De ses études à Leipzig à ses tout derniers écrits, Nietzsche semble entretenir des affinités électives et comme une correspondance continue et secrète avec Emerson, qu’il désigne comme son « frère dans l’âme ». Ne se dit-il pas d’ailleurs « chez lui et dans [sa] propre maison » chez Emerson, à tel point que toute son œuvre résonne des innombrables échos de cette voix gémellaire ? Mais ces reprises étonnantes impliquent-elles réellement une filiation intellectuelle entre les deux penseurs ? Emerson a-t-il été un éducateur pour celui qui le jugeait « mal éduqué », ou bien la troublante familiarité des textes ne relève-t-elle pas d’une de ces énigmes que Nietzsche se targue d’adresser au lecteur ? De quelle manière le pourfendeur du sujet a-t-il pu apprendre du défenseur du caractère ? Et dans quelle mesure le chantre américain de la nature participe-t-il de cette réforme de la culture européenne que Nietzsche s’assigne pour tâche ? Notre étude se donne pour objectif d’examiner le rôle d’Emerson dans la formation de la pensée nietzschéenne, et ce en un double sens : formation de la pensée de Nietzsche, et formation de la pensée par Nietzsche. Elle s’attachera à préciser le statut « d’homme préparatoire » qu’occupe Emerson pour Nietzsche et ce que ce dernier se propose d’apprendre de celui qu’il considère surtout comme un artiste.
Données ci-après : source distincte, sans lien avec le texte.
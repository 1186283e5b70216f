use std::path::{Path, PathBuf};
use std::sync::OnceLock;

use fda_pipeline::{
    config::{Config, MAX_SUMMARY_WORDS},
    extraction::ExtractionError,
    processing::{Document, Pipeline, PipelineError, Stage},
    setup,
    summarization::SummaryStrategy,
    text::count_words,
};
use tempfile::TempDir;

/// Ten-page 510(k) decision summary as `pdftotext` would print it, pages separated by form feeds.
fn decision_summary_pages() -> String {
    let bodies = [
        "510(k) SUMMARY\n510(k) Number: K240287\nApplicant: Example Medical, Inc.\n\
         Device Trade Name: VascuLine Peripheral Catheter\n\
         Regulation Number: 21 CFR 880.5200\nProduct Code: FOZ",
        "Device Description: The VascuLine catheter is a single-lumen, polyurethane\n\
         catheter supplied with an introducer needle. The principle of operation is\n\
         passive infusion through the lumen.",
        "Indications for Use: The catheter is intended for short-term peripheral\n\
         vascular access to sample blood and administer fluids.",
        "Predicate Device: The legally marketed device used for comparison is the\n\
         PeriFlow Catheter, cleared under a prior submission.",
        "Technological Characteristics: The subject and predicate share materials,\n\
         lumen diameter and length. Differences do not raise new questions of\n\
         safety or effectiveness. Substantial equivalence is supported.",
        "Performance Testing: Bench testing covered tensile strength, flow rate,\n\
         leakage and kink resistance. All samples met the acceptance criteria.",
        "Biocompatibility: Patient-contacting materials were evaluated per ISO 10993-1\n\
         for cytotoxicity, sensitization, irritation and hemocompatibility.",
        "Sterilization: The device is sterilized with ethylene oxide to a sterility\n\
         assurance level of 10^-6. Shelf life of three years was validated.",
        "Clinical Testing: No clinical studies were required to demonstrate\n\
         substantial equivalence for this device.",
        "Conclusion: The non-clinical data demonstrate that the VascuLine catheter is\n\
         as safe and effective as the predicate device.",
    ];
    bodies
        .iter()
        .enumerate()
        .map(|(index, body)| format!("K240287 - Page {} of 10\n{body}\n", index + 1))
        .collect::<Vec<_>>()
        .join("\u{000c}")
}

struct Fixture {
    dir: TempDir,
    pdftotext: PathBuf,
    soffice: PathBuf,
    silent_soffice: PathBuf,
}

/// Shared so the fake tool is written once, before any test spawns a process.
fn fixture() -> &'static Fixture {
    static FIXTURE: OnceLock<Fixture> = OnceLock::new();
    FIXTURE.get_or_init(Fixture::new)
}

impl Fixture {
    fn new() -> Self {
        let dir = tempfile::tempdir().expect("tempdir");
        let pages = dir.path().join("pages.txt");
        std::fs::write(&pages, decision_summary_pages()).expect("write pages");
        let pdftotext = write_script(
            dir.path(),
            "pdftotext",
            &format!("#!/bin/sh\ncat '{}'\n", pages.display()),
        );
        // Called as: --headless --norestore --convert-to pdf --outdir <dir> <source>
        let soffice = write_script(
            dir.path(),
            "soffice",
            "#!/bin/sh\n[ \"$1\" = --headless ] || exit 2\n\
             name=$(basename \"$7\")\nprintf '%%PDF-1.4\\n' > \"$6/${name%.*}.pdf\"\n",
        );
        let silent_soffice = write_script(dir.path(), "soffice-silent", "#!/bin/sh\nexit 0\n");
        setup::install_tokenizer(&dir.path().join("tokenizer")).expect("install tokenizer");
        Self {
            dir,
            pdftotext,
            soffice,
            silent_soffice,
        }
    }

    fn config(&self) -> Config {
        self.config_with_soffice(&self.soffice)
    }

    fn config_with_soffice(&self, soffice: &Path) -> Config {
        let pdftotext = self.pdftotext.display().to_string();
        let soffice = soffice.display().to_string();
        let tokenizer = self.dir.path().join("tokenizer").display().to_string();
        Config::from_lookup(move |key| match key {
            "PDFTOTEXT_BIN" => Some(pdftotext.clone()),
            "SOFFICE_BIN" => Some(soffice.clone()),
            "TOKENIZER_DATA_DIR" => Some(tokenizer.clone()),
            "EMBEDDING_PROVIDER" => Some("hashing".to_string()),
            _ => None,
        })
        .expect("config")
    }

    fn write_input(&self, name: &str, bytes: &[u8]) -> PathBuf {
        let path = self.dir.path().join(name);
        std::fs::write(&path, bytes).expect("write input");
        path
    }
}

#[cfg(unix)]
fn write_script(dir: &Path, name: &str, body: &str) -> PathBuf {
    use std::os::unix::fs::PermissionsExt;

    let path = dir.join(name);
    std::fs::write(&path, body).expect("write script");
    std::fs::set_permissions(&path, std::fs::Permissions::from_mode(0o755)).expect("chmod");
    path
}

#[cfg(not(unix))]
fn write_script(dir: &Path, name: &str, _body: &str) -> PathBuf {
    dir.join(name)
}

#[cfg(unix)]
#[tokio::test]
async fn ten_page_decision_summary_passes_every_stage() {
    let fixture = fixture();
    let config = fixture.config();
    let pipeline = Pipeline::from_config(&config).await.expect("pipeline");
    assert_eq!(pipeline.strategy(), SummaryStrategy::Local);

    let document = Document::from_bytes("K240287.pdf", b"%PDF-1.7\nfixture".to_vec());
    let report = pipeline.process(document).await.expect("report");

    assert_eq!(report.pages.len(), 10);
    assert!(!report.text.trim().is_empty());
    assert!(!report.text.contains("Page 3 of 10"));

    let failed = report.validation.failed_checks();
    assert!(failed.is_empty(), "failed checks: {failed:?}");
    assert!(report.validation.checks.contains_key("template:Product Code"));
    assert_eq!(report.validation.checks["biocompatibility"].pages, vec![7]);

    assert_eq!(report.embedding.dimension, config.embedding_dimension);
    assert_eq!(report.embedding.values.len(), config.embedding_dimension);

    assert!(!report.summary.text.is_empty());
    assert!(report.summary.word_count <= MAX_SUMMARY_WORDS);
    assert_eq!(count_words(&report.summary.text), report.summary.word_count);
    assert_eq!(report.summary.strategy, SummaryStrategy::Local);

    let json = serde_json::to_value(&report).expect("json");
    assert_eq!(json["validation"]["pathway"], "510k");
    assert_eq!(json["document"]["kind"], "pdf");
}

#[tokio::test]
async fn zero_byte_pdf_produces_only_an_extraction_error() {
    let fixture = fixture();
    let pipeline = Pipeline::from_config(&fixture.config()).await.expect("pipeline");

    let error = pipeline
        .process(Document::from_bytes("empty.pdf", Vec::new()))
        .await
        .unwrap_err();
    assert!(matches!(
        error,
        PipelineError::Extraction(ExtractionError::EmptyInput)
    ));
    let snapshot = fixture_snapshot(&pipeline);
    assert_eq!(snapshot.0, 0);
    assert_eq!(snapshot.1, 1);
}

#[tokio::test]
async fn corrupted_pdf_produces_only_an_extraction_error() {
    let fixture = fixture();
    let pipeline = Pipeline::from_config(&fixture.config()).await.expect("pipeline");

    let error = pipeline
        .process(Document::from_bytes(
            "corrupt.pdf",
            b"\x89PNG\r\n\x1a\nnot a pdf".to_vec(),
        ))
        .await
        .unwrap_err();
    assert_eq!(error.stage(), Stage::Extract);
    assert!(matches!(
        error,
        PipelineError::Extraction(ExtractionError::Corrupt(_))
    ));
    assert_eq!(fixture_snapshot(&pipeline), (0, 1));
}

#[cfg(unix)]
#[tokio::test]
async fn batch_keeps_going_after_a_failed_document() {
    let fixture = fixture();
    let pipeline = Pipeline::from_config(&fixture.config()).await.expect("pipeline");

    let paths = vec![
        fixture.write_input("broken.pdf", b""),
        fixture.write_input("notes.png", b"binary"),
        fixture.write_input("K240287.pdf", b"%PDF-1.7\nfixture"),
    ];
    let entries = pipeline.process_batch(&paths).await;

    assert_eq!(entries.len(), 3);
    assert_eq!(
        entries[0].outcome.as_ref().unwrap_err().stage(),
        Stage::Extract
    );
    assert!(matches!(
        entries[1].outcome,
        Err(PipelineError::Extraction(ExtractionError::UnsupportedFormat(_)))
    ));
    let report = entries[2].outcome.as_ref().expect("third document succeeds");
    assert_eq!(report.pages.len(), 10);
    assert_eq!(fixture_snapshot(&pipeline), (1, 2));
}

#[cfg(unix)]
#[tokio::test]
async fn word_document_is_converted_then_extracted() {
    let fixture = fixture();
    let pipeline = Pipeline::from_config(&fixture.config()).await.expect("pipeline");

    let document = Document::from_bytes("K240287.docx", b"PK\x03\x04word".to_vec());
    let report = pipeline.process(document).await.expect("report");

    assert_eq!(report.pages.len(), 10);
    assert_eq!(report.validation.checks["biocompatibility"].pages, vec![7]);
    let json = serde_json::to_value(&report).expect("json");
    assert_eq!(json["document"]["kind"], "office");
}

#[cfg(unix)]
#[tokio::test]
async fn converter_without_output_is_a_tool_failure() {
    let fixture = fixture();
    let config = fixture.config_with_soffice(&fixture.silent_soffice);
    let pipeline = Pipeline::from_config(&config).await.expect("pipeline");

    let error = pipeline
        .process(Document::from_bytes("K240287.docx", b"PK\x03\x04word".to_vec()))
        .await
        .unwrap_err();

    match error {
        PipelineError::Extraction(ExtractionError::ToolFailed { status, stderr, .. }) => {
            assert_eq!(status, Some(0));
            assert!(stderr.contains("no PDF produced"), "stderr: {stderr}");
        }
        other => panic!("expected a converter failure, got {other:?}"),
    }
    assert_eq!(fixture_snapshot(&pipeline), (0, 1));
}

fn fixture_snapshot(pipeline: &Pipeline) -> (u64, u64) {
    let snapshot = pipeline.metrics().snapshot();
    (snapshot.documents_processed, snapshot.documents_failed)
}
Index de mots-clés : Nietzsche, Emerson, éducation, caractère, identité, soi, puissance, écriture, culture

Abstract

From his studies in Leipzig to his very last writings, Nietzsche seems to maintain elective affinities and a kind of continuous, secret correspondence with Emerson, whom he refers to as his « soulmate ». Indeed, he did assert that he felt at home with Emerson, to the extent that his entire work resonates with countless echoes of this twin voice. But do these striking repetitions really imply an intellectual kinship between the two thinkers? Was Emerson an educator for the man who considered him « ill-educated », or is the troubling familiarity of the texts one of those enigmas that Nietzsche prides himself on addressing to the reader? How does the American proponent of nature contribute to the reform of European culture, which Nietzsche sets himself the task of? And what did the critic of the subject learn from the defender of character? The aim of this paper is to examine Emerson’s role in the formation of Nietzschean thought, and this in a double sense: formation of Nietzsche's thought, and formation of thought by Nietzsche. It will seek to clarify Emerson's status as a « preparatory man » for Nietzsche and what Nietzsche proposes to learn from the one he considers above all as an artist.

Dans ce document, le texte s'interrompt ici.